19 Mayıs 1919'da Mustafa Kemal'in Samsun'a çıkması ve Anadolu içlerinde gerçekleştirdiği organizasyonlar üzerine Samsun ve çevresinde İtilaf faaliyetleri de arttı. Bölgedeki İngiliz komiserler üst üste raporlar hazırlayıp Londra'ya gönderdiler. Amerikalılar, başta Merzifon olmak üzere İngiliz askerlerin de desteği ile içerdeki Rumlarla birlikte Samsun'a gelmeye başladılar. İngiliz komiserler raporları hazırlarken Amerikan misyonerlerin de etkisinde kaldılar.

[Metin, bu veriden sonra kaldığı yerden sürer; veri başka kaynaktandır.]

pub mod env;
pub mod loader;
pub mod types;

pub use loader::{discover_config_file, load_config, resolve_config};
pub use types::{ClientConfig, ConfigFile};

Samsun Rum Metropoliti zaten devamlı İngilizlerle görüşüyordu. Bu raporlarda genel kanaat, bölgedeki kargaşanın sebebinin Mustafa Kemal olduğuydu.

Bölgede kargaşayı önlemek iddiasında olan İtilaf Devletleri bir yandan Anadolu'daki bazı Rum ve Ermenileri kıyılara, kendi kontrol bölgelerine taşırken, diğer yandan Pontus çetelerini silah, cephane ve hatta eleman yönünden destekliyorlardı. Diğer yandan Rum komitecileri ve misyoner ecnebiler Anadolu içlerindeki durum hakkında Samsun'daki İtilaf temsilcilerine bilgi aktarıyorlardı. Rusya ve Yunanistan'daki Rumlardan oluşturulan çeteler Samsun ve Trabzon gibi merkezlere getirildi. Türklerden toplanan bir kısım silahlar da bunlara verildi.

Amerikalılar da zaman zaman Anadolu'da görevlendirdikleri inceleme komisyonu üyelerinin görüşlerine istinaden, Anadolu’daki Hıristiyan nüfusun korkunç bir baskı ve zulüm altında olduğunu belirtiyor, insani ve siyasi destek vermekten kaçınmıyordu. Ayrıca Anadolu içlerindeki Ermeni ve Rumları Samsun'a çağırıyorlar,Samsun'a veya İtilaf kontrolündeki şehirlere ulaşırlarsa orada her türlü yardımı göreceklerini belirtiyorlardı. Bu da Anadolu'daki Hıristiyan halkın durumu hakkında kötü propaganda oluyordu.